Nevertheless, PFS is appealing to me because I'm used to write shell scripts to automate things on the systems I manage: PFS is all about composing and piping functions, mostly like you compose and pipe shell programs.
I wonder if I'll be able to guess the meaning of the PFS functions I wrote after some months: we'll see.
As a side note, I noticed that the following pattern is coming up rather often when coding in FPS:
goo = uncurry g . (foo &&& bar)
which means:
goo i = foo i `g` bar i
So, I wonder whether the following combinator would help to making FPS code more readable:
f `interspersedBy` g = uncurry g . f
So, the above snippet would become:
goo = (foo &&& bar) `interspersedBy` g
December 05, 2007
December 04, 2007
Arrows first encounter
UPDATE: My post appeared on Reddit's programming feed. Thank you!

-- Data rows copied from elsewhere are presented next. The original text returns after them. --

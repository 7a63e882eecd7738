//! Analysis configuration
//!
//! Every tunable of the engine is an immutable value passed on each call.
//! Values loaded from JSON or received over FFI are brought into their
//! documented ranges with `clamped()` before they reach an algorithm; the
//! algorithms themselves do not re-validate.

use serde::{Deserialize, Serialize};
use tracing::warn;

use crate::error::ComputeError;

/// Smallest and largest time constant of the Jamet filter (seconds)
pub const TAU_RANGE: (f64, f64) = (0.1, 500.0);
/// Maximum number of additional smoothing passes
pub const MAX_REPEAT_COUNT: u32 = 10;
/// Time constant range of the additional smoothing passes (seconds)
pub const REPEAT_TAU_RANGE: (f64, f64) = (0.1, 1.0);
/// Minimum time slice range of the initial algorithm (seconds)
pub const MIN_TIME_SLICE_RANGE: (u32, u32) = (1, 3600);

/// Douglas-Peucker tolerance range (meters)
pub const TOLERANCE_RANGE: (f64, f64) = (0.0, 1000.0);
/// Highest position of the tolerance slider
pub const MAX_TOLERANCE_SLIDER: u32 = 100;
/// Segment length range of the distance segmenter (meters)
pub const SEGMENT_DISTANCE_RANGE: (f64, f64) = (1.0, 1_000_000.0);
/// Minimum altitude differences selectable for the up/down segmenter (meters)
pub const ALTITUDE_STEPS: [f64; 5] = [1.0, 3.0, 5.0, 10.0, 20.0];

/// Speed threshold range (km/h)
pub const SPEED_RANGE: (f64, f64) = (0.0, 500.0);
/// Shortest break range (seconds)
pub const SHORTEST_BREAK_RANGE: (u32, u32) = (1, 86_400);
/// Maximum break distance range (meters)
pub const BREAK_DISTANCE_RANGE: (f64, f64) = (0.0, 10_000.0);
/// Break merge gap range (minutes)
pub const SLICE_DIFF_RANGE: (u32, u32) = (0, 1440);
/// Minimum sustained break range of the combined speed method (seconds)
pub const MIN_SLICE_TIME_RANGE: (u32, u32) = (0, 3600);

const TOLERANCE_SLIDER_EXPONENT: f64 = 2.05;
const TOLERANCE_SLIDER_DIVISOR: f64 = 50.0;

/// Map a tolerance slider position (0..=100) to a DP tolerance in meters
pub fn tolerance_from_slider(slider: u32) -> f64 {
    let slider = slider.min(MAX_TOLERANCE_SLIDER) as f64;
    (slider.powf(TOLERANCE_SLIDER_EXPONENT) / TOLERANCE_SLIDER_DIVISOR).floor()
}

/// Slider position which maps back to `tolerance`.
///
/// Returns the smallest position `s` with `tolerance_from_slider(s) >= tolerance`,
/// so stored tolerances produced by the slider survive a round trip.
pub fn slider_from_tolerance(tolerance: f64) -> u32 {
    if tolerance.is_nan() || tolerance <= 0.0 {
        return 0;
    }

    let estimate = (tolerance * TOLERANCE_SLIDER_DIVISOR).powf(1.0 / TOLERANCE_SLIDER_EXPONENT);
    let mut slider = (estimate.ceil() as u32).min(MAX_TOLERANCE_SLIDER);

    // float error in powf can place the estimate one step off
    while slider < MAX_TOLERANCE_SLIDER && tolerance_from_slider(slider) < tolerance {
        slider += 1;
    }
    while slider > 0 && tolerance_from_slider(slider - 1) >= tolerance {
        slider -= 1;
    }

    slider
}

fn clamp_f64(name: &str, value: f64, (min, max): (f64, f64)) -> f64 {
    let clamped = if value.is_nan() { min } else { value.clamp(min, max) };
    if clamped != value {
        warn!(parameter = name, value, clamped, "configuration value clamped");
    }
    clamped
}

fn clamp_u32(name: &str, value: u32, (min, max): (u32, u32)) -> u32 {
    let clamped = value.clamp(min, max);
    if clamped != value {
        warn!(parameter = name, value, clamped, "configuration value clamped");
    }
    clamped
}

/// Jamet smoothing parameters
#[derive(Debug, Clone, Copy, PartialEq, Serialize, Deserialize)]
#[serde(default)]
pub struct SmoothingConfig {
    /// Time constant for distance and horizontal speed (seconds)
    pub speed_tau: f64,
    /// Time constant for altitude and vertical speed (seconds)
    pub gradient_tau: f64,
    /// Time constant for pulse (seconds)
    pub pulse_tau: f64,
    /// Editing one tau sets all three
    pub synchronize_taus: bool,
    /// Output the smoothed altitude instead of the raw altitude
    pub altitude_enabled: bool,
    /// Smooth the pulse channel
    pub pulse_enabled: bool,
    /// Additional passes over the filtered output
    pub repeat_count: u32,
    /// Time constant of the additional passes (seconds)
    pub repeat_tau: f64,
}

impl Default for SmoothingConfig {
    fn default() -> Self {
        Self {
            speed_tau: 10.0,
            gradient_tau: 10.0,
            pulse_tau: 10.0,
            synchronize_taus: true,
            altitude_enabled: false,
            pulse_enabled: false,
            repeat_count: 1,
            repeat_tau: 1.0,
        }
    }
}

impl SmoothingConfig {
    pub fn with_speed_tau(self, tau: f64) -> Self {
        if self.synchronize_taus {
            return self.with_all_taus(tau);
        }
        Self {
            speed_tau: tau,
            ..self
        }
    }

    pub fn with_gradient_tau(self, tau: f64) -> Self {
        if self.synchronize_taus {
            return self.with_all_taus(tau);
        }
        Self {
            gradient_tau: tau,
            ..self
        }
    }

    pub fn with_pulse_tau(self, tau: f64) -> Self {
        if self.synchronize_taus {
            return self.with_all_taus(tau);
        }
        Self {
            pulse_tau: tau,
            ..self
        }
    }

    fn with_all_taus(self, tau: f64) -> Self {
        Self {
            speed_tau: tau,
            gradient_tau: tau,
            pulse_tau: tau,
            ..self
        }
    }

    /// Enabling synchronization adopts the speed tau for all channels
    pub fn with_synchronized_taus(self, synchronize: bool) -> Self {
        let config = Self {
            synchronize_taus: synchronize,
            ..self
        };
        if synchronize {
            config.with_all_taus(self.speed_tau)
        } else {
            config
        }
    }

    pub fn with_altitude(self, enabled: bool) -> Self {
        Self {
            altitude_enabled: enabled,
            ..self
        }
    }

    pub fn with_pulse(self, enabled: bool) -> Self {
        Self {
            pulse_enabled: enabled,
            ..self
        }
    }

    pub fn with_repeated_smoothing(self, count: u32, tau: f64) -> Self {
        Self {
            repeat_count: count,
            repeat_tau: tau,
            ..self
        }
    }

    pub fn clamped(self) -> Self {
        Self {
            speed_tau: clamp_f64("speed_tau", self.speed_tau, TAU_RANGE),
            gradient_tau: clamp_f64("gradient_tau", self.gradient_tau, TAU_RANGE),
            pulse_tau: clamp_f64("pulse_tau", self.pulse_tau, TAU_RANGE),
            repeat_count: clamp_u32("repeat_count", self.repeat_count, (0, MAX_REPEAT_COUNT)),
            repeat_tau: clamp_f64("repeat_tau", self.repeat_tau, REPEAT_TAU_RANGE),
            ..self
        }
    }
}

/// Smoothing algorithm selection
#[derive(Debug, Clone, Copy, PartialEq, Serialize, Deserialize)]
#[serde(tag = "algorithm", rename_all = "snake_case")]
pub enum SmoothingAlgorithm {
    /// Speed over windows covering a minimum time slice, no filtering
    Initial {
        /// Seconds
        min_time_slice: u32,
    },
    /// Time-aware exponential filter
    Jamet(SmoothingConfig),
}

impl Default for SmoothingAlgorithm {
    fn default() -> Self {
        SmoothingAlgorithm::Jamet(SmoothingConfig::default())
    }
}

impl SmoothingAlgorithm {
    pub const DEFAULT_MIN_TIME_SLICE: u32 = 10;

    pub fn initial() -> Self {
        SmoothingAlgorithm::Initial {
            min_time_slice: Self::DEFAULT_MIN_TIME_SLICE,
        }
    }

    pub fn id(&self) -> &'static str {
        match self {
            SmoothingAlgorithm::Initial { .. } => "initial",
            SmoothingAlgorithm::Jamet(_) => "jamet",
        }
    }

    pub fn clamped(self) -> Self {
        match self {
            SmoothingAlgorithm::Initial { min_time_slice } => SmoothingAlgorithm::Initial {
                min_time_slice: clamp_u32("min_time_slice", min_time_slice, MIN_TIME_SLICE_RANGE),
            },
            SmoothingAlgorithm::Jamet(config) => SmoothingAlgorithm::Jamet(config.clamped()),
        }
    }
}

/// Break time detection method and its thresholds.
///
/// Speeds are in km/h.
#[derive(Debug, Clone, Copy, PartialEq, Serialize, Deserialize)]
#[serde(tag = "method", rename_all = "snake_case")]
pub enum BreakMethod {
    /// Break when the position stays within a distance for a minimum time
    TimeAndDistance {
        shortest_break_seconds: u32,
        max_distance_meters: f64,
        slice_diff_minutes: u32,
    },
    /// Break when the speed between two samples is too low
    SliceSpeed { min_slice_speed: f64 },
    /// Break when the windowed average speed is too low
    AvgSpeed { min_avg_speed: f64 },
    /// Break when slice and average speed are too low for a minimum time
    AvgAndSliceSpeed {
        min_avg_speed: f64,
        min_slice_speed: f64,
        min_slice_time_seconds: u32,
    },
}

impl Default for BreakMethod {
    fn default() -> Self {
        BreakMethod::AvgAndSliceSpeed {
            min_avg_speed: 1.0,
            min_slice_speed: 1.0,
            min_slice_time_seconds: 2,
        }
    }
}

impl BreakMethod {
    pub fn time_and_distance() -> Self {
        BreakMethod::TimeAndDistance {
            shortest_break_seconds: 20,
            max_distance_meters: 20.0,
            slice_diff_minutes: 5,
        }
    }

    pub fn slice_speed() -> Self {
        BreakMethod::SliceSpeed {
            min_slice_speed: 1.0,
        }
    }

    pub fn avg_speed() -> Self {
        BreakMethod::AvgSpeed { min_avg_speed: 1.0 }
    }

    pub fn id(&self) -> &'static str {
        match self {
            BreakMethod::TimeAndDistance { .. } => "time_and_distance",
            BreakMethod::SliceSpeed { .. } => "slice_speed",
            BreakMethod::AvgSpeed { .. } => "avg_speed",
            BreakMethod::AvgAndSliceSpeed { .. } => "avg_and_slice_speed",
        }
    }

    pub fn clamped(self) -> Self {
        match self {
            BreakMethod::TimeAndDistance {
                shortest_break_seconds,
                max_distance_meters,
                slice_diff_minutes,
            } => BreakMethod::TimeAndDistance {
                shortest_break_seconds: clamp_u32(
                    "shortest_break_seconds",
                    shortest_break_seconds,
                    SHORTEST_BREAK_RANGE,
                ),
                max_distance_meters: clamp_f64(
                    "max_distance_meters",
                    max_distance_meters,
                    BREAK_DISTANCE_RANGE,
                ),
                slice_diff_minutes: clamp_u32(
                    "slice_diff_minutes",
                    slice_diff_minutes,
                    SLICE_DIFF_RANGE,
                ),
            },
            BreakMethod::SliceSpeed { min_slice_speed } => BreakMethod::SliceSpeed {
                min_slice_speed: clamp_f64("min_slice_speed", min_slice_speed, SPEED_RANGE),
            },
            BreakMethod::AvgSpeed { min_avg_speed } => BreakMethod::AvgSpeed {
                min_avg_speed: clamp_f64("min_avg_speed", min_avg_speed, SPEED_RANGE),
            },
            BreakMethod::AvgAndSliceSpeed {
                min_avg_speed,
                min_slice_speed,
                min_slice_time_seconds,
            } => BreakMethod::AvgAndSliceSpeed {
                min_avg_speed: clamp_f64("min_avg_speed", min_avg_speed, SPEED_RANGE),
                min_slice_speed: clamp_f64("min_slice_speed", min_slice_speed, SPEED_RANGE),
                min_slice_time_seconds: clamp_u32(
                    "min_slice_time_seconds",
                    min_slice_time_seconds,
                    MIN_SLICE_TIME_RANGE,
                ),
            },
        }
    }
}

Also, my post's title should've been "Point-free programming style first encounter", but I'm too lazy to change it ^_^
I was really busy lately so no post around for a while. Surprisingly, I wasn't busy wrinting code but actually thinking about the problem: this is feasible in Haskell as the code is more concise and the typing system keeps you from doing stupid design mistakes (or at least make them appear earlier than in other programming language).
Now, done with the ritual Haskell-awe prologue, here my post for today.
Lately, I've been working to a program manipulating objects which turned out to be monomials, which I represented as a pair of (Double,[Int]), i.e.:
(4.0,[1,2,-1,-2]) -> 4.0 x(1,1) x(2,2) x(3,-1) x(4,-2)
where x(i,j) are unknowns indexed by a pair. Since I assume that the first component of the unknowns' pairs will be the sequence 1,2,3,... I only need to specify the second component. I know, it's kinda weird, but it has to do with my domain problem which is related to finite difference operators for PDE.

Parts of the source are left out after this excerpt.